When P. serpens cells were treated with MDL28170, there were no significant differences in labeling to control, non-permeabilised cells. However, a significant reduction was detected in MFI levels to anti-Dm-calpain antibody between control cells (MFI 37.1) and MDL28170-treated cells (MFI 29.8) (Supplementary data, Table I). The permeabilization with Triton X-100 led to a significant decrease in MFI levels in MDL28170-treated cells in comparison to control cells: when anti-Dm-calpain antibody was employed, MFI was reduced from 191.2 to 110.9, while for anti-CAP5.5 antibody MFI levels decreased from 26.4 to 17.8 and for anti-CDPIIb antibody the MFI levels varied from 34.4 to 21.4. Conversely, the binding capacity of the three antibodies was also reduced in permeabilised cells after treatment with MDL28170, with significantly different values detected for anti-Dm-calpain and anti-CDPIIb antibodies (Supplementary data,Table I).

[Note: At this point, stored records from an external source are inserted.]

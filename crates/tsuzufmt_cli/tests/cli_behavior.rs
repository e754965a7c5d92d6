//! Integration tests for CLI behavior
//!
//! These tests verify the external behavior of the tzfmt binary: exit codes,
//! emitted text and files written.

use assert_cmd::Command;
use assert_cmd::cargo::cargo_bin_cmd;
use assert_fs::prelude::*;
use predicates::prelude::*;

const UNFORMATTED: &str = "fn main() {\n\tlet x = 1;   \n\n\n}\n";
const FORMATTED: &str = "fn main() {\n    let x = 1;\n\n}\n";

/// Helper to create a command for the tzfmt CLI
fn tzfmt_cmd() -> Command {
    let mut cmd = cargo_bin_cmd!("tzfmt");
    cmd.env_remove("RUST_LOG");
    cmd
}

mod help_command {
    use super::*;

    #[test]
    fn shows_help_with_flag() {
        tzfmt_cmd()
            .arg("--help")
            .assert()
            .success()
            .stdout(predicate::str::contains("Usage:"));
    }

    #[test]
    fn shows_version_with_flag() {
        tzfmt_cmd()
            .arg("--version")
            .assert()
            .success()
            .stdout(predicate::str::contains(env!("CARGO_PKG_VERSION")));
    }
}

mod format_command {
    use super::*;

    #[test]
    fn formats_stdin_to_stdout() {
        let temp = assert_fs::TempDir::new().unwrap();

        tzfmt_cmd()
            .current_dir(temp.path())
            .arg("format")
            .write_stdin(UNFORMATTED)
            .assert()
            .success()
            .stdout(FORMATTED);
    }

    #[test]
    fn labelled_stdin_is_not_written_to_disk() {
        let temp = assert_fs::TempDir::new().unwrap();
        let file = temp.child("named.src");
        file.write_str("original\n").unwrap();

        tzfmt_cmd()
            .current_dir(temp.path())
            .args(["format", "--stdin-name", "named.src"])
            .write_stdin(UNFORMATTED)
            .assert()
            .success()
            .stdout(FORMATTED);

        file.assert("original\n");
    }

    #[test]
    fn rewrites_files_in_place() {
        let temp = assert_fs::TempDir::new().unwrap();
        let file = temp.child("main.src");
        file.write_str(UNFORMATTED).unwrap();

        tzfmt_cmd()
            .current_dir(temp.path())
            .args(["format", "main.src"])
            .assert()
            .success();

        file.assert(FORMATTED);
    }

    #[test]
    fn check_reports_files_that_would_change() {
        let temp = assert_fs::TempDir::new().unwrap();
        let dirty = temp.child("dirty.src");
        let clean = temp.child("clean.src");
        dirty.write_str(UNFORMATTED).unwrap();
        clean.write_str(FORMATTED).unwrap();

        tzfmt_cmd()
            .current_dir(temp.path())
            .args(["format", "--check", "dirty.src", "clean.src"])
            .assert()
            .code(1)
            .stdout(predicate::str::contains("dirty.src"))
            .stdout(predicate::str::contains("clean.src").not());

        dirty.assert(UNFORMATTED);
    }

    #[test]
    fn check_succeeds_when_formatted() {
        let temp = assert_fs::TempDir::new().unwrap();
        temp.child("clean.src").write_str(FORMATTED).unwrap();

        tzfmt_cmd()
            .current_dir(temp.path())
            .args(["format", "--check", "clean.src"])
            .assert()
            .success()
            .stdout("");
    }

    #[test]
    fn emits_diff() {
        let temp = assert_fs::TempDir::new().unwrap();
        temp.child("main.src").write_str(UNFORMATTED).unwrap();

        tzfmt_cmd()
            .current_dir(temp.path())
            .args(["format", "--emit", "diff", "--color", "never", "main.src"])
            .assert()
            .code(1)
            .stdout(predicate::str::contains("Diff in main.src at line 2:"))
            .stdout(predicate::str::contains("+    let x = 1;"));
    }

    #[test]
    fn emits_modified_lines() {
        let temp = assert_fs::TempDir::new().unwrap();

        tzfmt_cmd()
            .current_dir(temp.path())
            .args(["format", "--emit", "modified-lines"])
            .write_stdin("a\n  b  \nc\n")
            .assert()
            .code(1)
            .stdout("2 1 1\n  b\n");
    }

    #[test]
    fn file_lines_restrict_changes() {
        let temp = assert_fs::TempDir::new().unwrap();
        let file = temp.child("main.src");
        file.write_str("a   \nb   \nc   \n").unwrap();

        tzfmt_cmd()
            .current_dir(temp.path())
            .args([
                "format",
                "--file-lines",
                r#"[{"file":"main.src","range":[2,2]}]"#,
                "main.src",
            ])
            .assert()
            .success();

        file.assert("a   \nb\nc   \n");
    }

    #[test]
    fn file_lines_match_dotted_path() {
        let temp = assert_fs::TempDir::new().unwrap();
        let file = temp.child("main.src");
        file.write_str("a   \r\nb   \nc   ").unwrap();

        tzfmt_cmd()
            .current_dir(temp.path())
            .args([
                "format",
                "--file-lines",
                r#"[{"file":"main.src","range":[2,2]}]"#,
                "./main.src",
            ])
            .assert()
            .success();

        file.assert("a   \r\nb\r\nc   ");
    }

    #[test]
    fn unlisted_files_are_skipped_by_default() {
        let temp = assert_fs::TempDir::new().unwrap();
        let listed = temp.child("listed.src");
        let other = temp.child("other.src");
        listed.write_str("x  \n").unwrap();
        other.write_str("y  \n").unwrap();

        tzfmt_cmd()
            .current_dir(temp.path())
            .args([
                "format",
                "--file-lines",
                r#"[{"file":"listed.src","range":[1,1]}]"#,
                "listed.src",
                "other.src",
            ])
            .assert()
            .success();

        listed.assert("x\n");
        other.assert("y  \n");
    }

    #[test]
    fn parse_error_fails_with_report() {
        let temp = assert_fs::TempDir::new().unwrap();
        let file = temp.child("broken.src");
        file.write_str("fn main() {\n  x  \n").unwrap();

        tzfmt_cmd()
            .current_dir(temp.path())
            .args(["format", "--color", "never", "broken.src"])
            .assert()
            .code(2)
            .stderr(predicate::str::contains("broken.src:"))
            .stderr(predicate::str::contains("unclosed delimiter"));

        file.assert("fn main() {\n  x  \n");
    }

    #[test]
    fn json_report() {
        let temp = assert_fs::TempDir::new().unwrap();

        let output = tzfmt_cmd()
            .current_dir(temp.path())
            .args(["-q", "format", "--report", "json"])
            .write_stdin("#![feature(x)]\n")
            .assert()
            .code(2)
            .get_output()
            .clone();

        let report: serde_json::Value = serde_json::from_slice(&output.stderr).unwrap();
        assert_eq!(report["errors"], 1);
        assert_eq!(report["files"][0]["name"], "<stdin>");
        assert_eq!(
            report["files"][0]["diagnostics"][0]["kind"],
            "feature-gate"
        );
    }

    #[test]
    fn unknown_override_is_fatal() {
        let temp = assert_fs::TempDir::new().unwrap();
        let file = temp.child("main.src");
        file.write_str(UNFORMATTED).unwrap();

        tzfmt_cmd()
            .current_dir(temp.path())
            .args(["--set", "fooBarBaz=1", "format", "main.src"])
            .assert()
            .code(2)
            .stderr(predicate::str::contains("fooBarBaz"));

        file.assert(UNFORMATTED);
    }

    #[test]
    fn uses_discovered_config() {
        let temp = assert_fs::TempDir::new().unwrap();
        temp.child(".tsuzufmt.jsonc")
            .write_str("{\n  // two-space indents\n  \"tab_spaces\": 2\n}\n")
            .unwrap();
        let nested = temp.child("src");
        nested.create_dir_all().unwrap();

        tzfmt_cmd()
            .current_dir(nested.path())
            .arg("format")
            .write_stdin("{\n\tx\n}\n")
            .assert()
            .success()
            .stdout("{\n  x\n}\n");
    }
}

mod config_command {
    use super::*;

    #[test]
    fn prints_resolved_config_with_origins() {
        let temp = assert_fs::TempDir::new().unwrap();
        temp.child(".tsuzufmt.json")
            .write_str(r#"{ "max_width": 80 }"#)
            .unwrap();

        tzfmt_cmd()
            .current_dir(temp.path())
            .args(["--set", "hard_tabs=true", "config"])
            .assert()
            .success()
            .stdout(predicate::str::contains("\"max_width\": 80, // from config file"))
            .stdout(predicate::str::contains("\"hard_tabs\": true, // from overrides"))
            .stdout(predicate::str::contains("\"tab_spaces\": 4,"));
    }

    #[test]
    fn prints_defaults() {
        tzfmt_cmd()
            .args(["config", "--default"])
            .assert()
            .success()
            .stdout(predicate::str::contains("\"max_width\": 100,"))
            .stdout(predicate::str::contains("blank_lines_upper_bound"));
    }

    #[test]
    fn rejects_invalid_config_file() {
        let temp = assert_fs::TempDir::new().unwrap();
        temp.child(".tsuzufmt.json")
            .write_str(r#"{ "max_width": "wide" }"#)
            .unwrap();

        tzfmt_cmd()
            .current_dir(temp.path())
            .arg("config")
            .assert()
            .code(2)
            .stderr(predicate::str::contains("max_width"));
    }
}

mod init_command {
    use super::*;

    #[test]
    fn creates_new_config_file() {
        let temp = assert_fs::TempDir::new().unwrap();

        tzfmt_cmd()
            .current_dir(temp.path())
            .arg("init")
            .assert()
            .success()
            .stderr(predicate::str::contains("Created"));

        temp.child(".tsuzufmt.jsonc")
            .assert(predicate::str::contains("\"max_width\": 100"));
    }

    #[test]
    fn fails_when_config_exists_without_force() {
        let temp = assert_fs::TempDir::new().unwrap();
        let config = temp.child(".tsuzufmt.jsonc");
        config.write_str("{}").unwrap();

        tzfmt_cmd()
            .current_dir(temp.path())
            .arg("init")
            .assert()
            .failure()
            .stderr(predicate::str::contains("already exists"));

        config.assert("{}");

        tzfmt_cmd()
            .current_dir(temp.path())
            .args(["init", "--force"])
            .assert()
            .success();

        config.assert(predicate::str::contains("tab_spaces"));
    }
}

After investigating changes in levels of CALPs expression by flow cytometry, we aimed to detect calpain-like molecules in P. serpens by Western blotting using the same set of anti-calpain antibodies employed above. Anti-Dm-calpain antibody reacted with three polypeptide bands migrating at approximately 80 kDa, 70 kDa and 50 kDa (Supplementary data, Fig. 3). When anti-CAP5.5 and anti-CDPIIb antibodies were used, a single 50-kDa polypeptide was detected in both strains (Supplementary data, Fig. 3). The fact that P. serpens possesses molecules that share antigens with calpain-related enzymes is suggestive of these CALPs as being one of the targets of MDL28170. After MDL28170 treatment, the same polypeptide bands were detected for each antibody tested. However, the three bands detected with anti-Dm-calpain antibody and the 50-kDa band cross-reactive to anti-CAP5.5 antibody had their expression significantly reduced in MDL28170-treated cells (Supplementary data, Fig. 3). With this technique, we have already shown that MDL28170-treated T. cruzi epimastigotes had a decreased expression of CALPs cross-reactive to anti-Dm-calpain antibody (Branquinha et al. 2013), which may lead to the conclusion that the reduction in the expression of CALPs in trypanosomatids may prevail after treatment with the calpain inhibitor.
The presence of a 50-kDa CALP that cross-reacted with anti-CAP5.5 antibody (Supplementary data,Fig. 3) is an interesting topic, since CAP5.5 protein was the first characterised member of calpain-related genes in a trypanosomatid, specifically in T. brucei (Hertz-Fowler et al. 2001). CAP5.5 is characterised by the similarity to the catalytic region of calpain-type peptidases and it has been shown to be both myristoylated and palmitoylated, suggesting a stable interaction with the cell membrane through interactions with the underlying microtubule cytoskeleton as well. The presence of CALPs that cross-react with anti-CAP5.5 antibody was already observed in T. cruzi epimastigote forms by flow cytometry on the cell surface but mainly in the intracellular milieu (Branquinha et al. 2013), in a similar pattern of distribution detected in the present work.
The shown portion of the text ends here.